Keizerlijke Garde: de eliteregimenten onder het directe bevel van Napoleon.
Nadat Napoleon op 9 juli 1810 het Koninkrijk Holland inlijfde bij Frankrijk, de annexatie, werden de Hollandse garderegimenten geïntegreerd in de Keizerlijke Garde. Op 31 juli 1810 ontving de in Hilversum geboren kolonel Charles Dubois het bevel met alle Hollandse garderegimenten naar Parijs te komen. Na een grote parade in Amsterdam, onder toeziend oog van maarschalk Oudinot, marcheerden deze regimenten af naar hun garnizoen te Versailles.

3e Regiment Grenadiers te Voet van de Garde
Dit regiment bestond vrijwel geheel uit Hollanders. De grootste en sterkste mannen werden grenadier in het leger. Pieter van Bork startte al in het Hollandse leger en ging op 1 oktober 1810 over naar het 3e Regiment Grenadiers te Voet van de Garde.  Op 4 mei 1811 werd hij als 2e luitenant overgeplaatst naar het 129e Regiment Infanterie van Linie.

Linieregimenten
Bij de linieregimenten stelden de militairen zich in achterelkaar gelegen linies op, om daarna linie voor linie vuur te geven. Na de annexatie ontstonden er verschillende linieregimenten die voornamelijk uit Hollanders bestonden, zoals het 123e, 124e 125e en 126e Regiment Infanterie van Linie. Deze vier regimenten hebben deelgenomen aan de Veldtocht naar Rusland in 1812 en werden er gedecimeerd.

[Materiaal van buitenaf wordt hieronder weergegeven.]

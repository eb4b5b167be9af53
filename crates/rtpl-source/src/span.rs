use serde::Serialize;

/// A byte range into a template source.
#[derive(Debug, Clone, Copy, PartialEq, Eq, Hash, Default, Serialize)]
pub struct Span {
    pub start: u32,
    pub length: u32,
}

impl Span {
    #[must_use]
    pub fn new(start: u32, length: u32) -> Self {
        Self { start, length }
    }

    /// Build a span from `usize` byte offsets, saturating at `u32::MAX`.
    #[must_use]
    pub fn saturating_from_parts_usize(start: usize, end: usize) -> Self {
        let start_u32 = u32::try_from(start).unwrap_or(u32::MAX);
        let length = u32::try_from(end.saturating_sub(start)).unwrap_or(u32::MAX);
        Self::new(start_u32, length)
    }

    #[must_use]
    pub fn start_usize(&self) -> usize {
        self.start as usize
    }
}

#[cfg(test)]
mod tests {
    use super::*;

    #[test]
    fn test_saturating_from_parts() {
        let span = Span::saturating_from_parts_usize(4, 10);
        assert_eq!(span, Span::new(4, 6));
        assert_eq!(span.start_usize(), 4);
    }

    #[test]
    fn test_saturating_from_reversed_parts() {
        let span = Span::saturating_from_parts_usize(10, 4);
        assert_eq!(span, Span::new(10, 0));
    }
}
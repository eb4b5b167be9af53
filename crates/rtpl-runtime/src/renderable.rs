use std::any::type_name;
use std::any::Any;

use thiserror::Error;

use crate::TemplateOutput;

#[derive(Clone, Debug, Error, PartialEq, Eq)]
pub enum RenderError {
    #[error("Template expects a model of type `{expected}`")]
    ModelType { expected: &'static str },
}

/// A loaded, ready-to-run template.
///
/// The model is passed type-erased so renderables for different templates can
/// sit behind one trait object; generated code downcasts it back with
/// [`downcast_model`].
pub trait Renderable: Send + Sync {
    fn render(&self, model: &dyn Any, output: &mut dyn TemplateOutput) -> Result<(), RenderError>;
}

pub fn downcast_model<T: Any>(model: &dyn Any) -> Result<&T, RenderError> {
    model.downcast_ref::<T>().ok_or(RenderError::ModelType {
        expected: type_name::<T>(),
    })
}

/// What an empty template source compiles to: accepts any model, writes nothing.
#[derive(Debug, Default, Clone, Copy)]
pub struct EmptyTemplate;

impl Renderable for EmptyTemplate {
    fn render(&self, _model: &dyn Any, _output: &mut dyn TemplateOutput) -> Result<(), RenderError> {
        Ok(())
    }
}
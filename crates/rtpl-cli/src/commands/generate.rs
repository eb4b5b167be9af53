use std::process::ExitCode;

use anyhow::Context;
use anyhow::Result;
use camino::Utf8PathBuf;
use clap::Parser;
use rtpl_compiler::Compiler;
use rtpl_compiler::Generated;
use rtpl_compiler::SourceTree;
use rtpl_source::DirectoryResolver;
use rtpl_source::TemplateResolver;

use crate::args::Args;
use crate::commands::Command;
use crate::commands::Project;

#[derive(Debug, Parser)]
pub struct Generate {
    /// Template names relative to the template directory (e.g. `pages/index.rtpl`).
    #[arg(required = true)]
    pub names: Vec<String>,

    /// Template directory. Defaults to `template_dir` from the settings.
    #[arg(long)]
    pub templates: Option<Utf8PathBuf>,

    /// Directory the module tree is written into. Defaults to `src`.
    #[arg(long)]
    pub out: Option<Utf8PathBuf>,
}

impl Command for Generate {
    fn execute(&self, project: &Project, args: &Args) -> Result<ExitCode> {
        let template_dir = project.template_dir(self.templates.as_deref());
        let out_dir = match &self.out {
            Some(out) => project.root.join(out),
            None => project.root.join("src"),
        };

        let compiler =
            Compiler::with_settings(DirectoryResolver::new(template_dir), &project.settings);
        let tree = generate_tree(&compiler, &self.names)?;

        let written = tree
            .write_to(&out_dir)
            .with_context(|| format!("Failed to write generated modules to {out_dir}"))?;

        if !args.global.quiet {
            println!(
                "Generated {} units for {} templates into {out_dir} ({} files written).",
                tree.units().len(),
                self.names.len(),
                written.len()
            );
        }
        Ok(ExitCode::SUCCESS)
    }
}

fn generate_tree<R: TemplateResolver>(compiler: &Compiler<R>, names: &[String]) -> Result<SourceTree> {
    let mut tree = SourceTree::new();
    for name in names {
        match compiler
            .generate(name)
            .with_context(|| format!("Failed to compile {name}"))?
        {
            Generated::Empty => tracing::warn!(template = %name, "empty template, nothing generated"),
            Generated::Units(units) => tree
                .add(units)
                .with_context(|| format!("Failed to add {name} to the module tree"))?,
        }
    }
    Ok(tree)
}
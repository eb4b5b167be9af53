mod args;
mod cli;
mod commands;
mod logging;

use std::process::ExitCode;

fn main() -> ExitCode {
    match cli::run(std::env::args()) {
        Ok(code) => code,
        Err(err) => {
            eprintln!("Error: {err:#}");
            ExitCode::FAILURE
        }
    }
}
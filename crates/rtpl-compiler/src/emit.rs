//! Writing generated units out as a Rust module tree.
//!
//! Each unit lands at its [`QualifiedName::file_path`], every directory gets
//! a `mod.rs` declaring its children, and each root `mod.rs` carries a
//! `templates()` table for [`crate::LinkedBackend::from_table`]:
//!
//! ```text
//! out/rtpl/mod.rs
//! out/rtpl/tags/mod.rs
//! out/rtpl/tags/card_rtpl.rs
//! out/rtpl/templates/mod.rs
//! out/rtpl/templates/index_rtpl.rs
//! ```

use std::collections::BTreeMap;
use std::collections::BTreeSet;
use std::fmt::Write as _;
use std::fs;

use camino::Utf8Path;
use camino::Utf8PathBuf;

use crate::error::BuildError;
use crate::error::CompileError;
use crate::unit::DependencySet;

const HEADER: &str = "// Generated by rtpl. Do not edit.\n";

#[derive(Debug, Default)]
pub struct SourceTree {
    units: DependencySet,
}

impl SourceTree {
    #[must_use]
    pub fn new() -> Self {
        Self::default()
    }

    /// Merge a generated set into the tree. Units already present win; a
    /// unit generated from a different source under an existing name is an
    /// error and leaves the tree unchanged.
    pub fn add(&mut self, units: DependencySet) -> Result<(), CompileError> {
        Ok(self.units.merge(units)?)
    }

    #[must_use]
    pub fn units(&self) -> &DependencySet {
        &self.units
    }

    /// Every file of the tree as `(relative path, contents)`, modules first.
    #[must_use]
    pub fn files(&self) -> Vec<(Utf8PathBuf, String)> {
        let mut dirs: BTreeMap<Vec<&str>, BTreeSet<&str>> = BTreeMap::new();
        for unit in self.units.units() {
            let segments = unit.name().segments();
            for depth in 1..segments.len() {
                let dir = segments[..depth].iter().map(String::as_str).collect();
                dirs.entry(dir)
                    .or_default()
                    .insert(segments[depth].as_str());
            }
        }

        let mut files = Vec::with_capacity(dirs.len() + self.units.len());
        for (dir, children) in &dirs {
            let mut code = String::from(HEADER);
            code.push('\n');
            for child in children {
                let _ = writeln!(code, "pub mod {child};");
            }
            if let [root] = dir.as_slice() {
                code.push('\n');
                self.write_table(&mut code, root);
            }

            let mut path: Utf8PathBuf = dir.iter().collect();
            path.push("mod.rs");
            files.push((path, code));
        }

        files.extend(
            self.units
                .units()
                .map(|unit| (unit.name().file_path(), unit.code().to_string())),
        );
        files
    }

    fn write_table(&self, code: &mut String, root: &str) {
        let mut templates: Vec<_> = self
            .units
            .templates()
            .map(|unit| unit.name())
            .filter(|name| name.segments().first().is_some_and(|first| first == root))
            .collect();
        templates.sort();

        code.push_str("pub fn templates() -> Vec<(&'static str, rtpl_runtime::Constructor)> {\n");
        if templates.is_empty() {
            code.push_str("    Vec::new()\n");
        } else {
            code.push_str("    vec![\n");
            for name in templates {
                let relative = name.segments()[1..].join("::");
                let _ = writeln!(
                    code,
                    "        (\"{name}\", self::{relative}::new as rtpl_runtime::Constructor),"
                );
            }
            code.push_str("    ]\n");
        }
        code.push_str("}\n");
    }

    /// Write the tree below `out_dir`, leaving files whose contents did not
    /// change untouched. Returns the paths that were written.
    pub fn write_to(&self, out_dir: &Utf8Path) -> Result<Vec<Utf8PathBuf>, BuildError> {
        let mut written = Vec::new();
        for (relative, code) in self.files() {
            let path = out_dir.join(&relative);
            if fs::read_to_string(&path).is_ok_and(|existing| existing == code) {
                tracing::trace!(%path, "unchanged");
                continue;
            }
            if let Some(parent) = path.parent() {
                fs::create_dir_all(parent).map_err(|err| BuildError::io(parent, err))?;
            }
            fs::write(&path, code).map_err(|err| BuildError::io(&path, err))?;
            tracing::debug!(%path, "wrote");
            written.push(path);
        }
        Ok(written)
    }
}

124e Regiment Infanterie van Linie
Gerard van Jaarsveld ging als vrijwilliger naar het depot van het 124e Linieregiment te Abbeville, waar hij op 29 mei 1812 arriveerde. Hij ontving er zijn uitrusting en kreeg een korte opleiding, die voornamelijk uit exerceren bestond. Waarschijnlijk ging hij mee naar Rusland. Op 2 november van dat jaar werd hij echter overgeplaatst naar het 2e Regiment van de Mediterranée: een strafregiment. Hij keerde niet naar huis terug.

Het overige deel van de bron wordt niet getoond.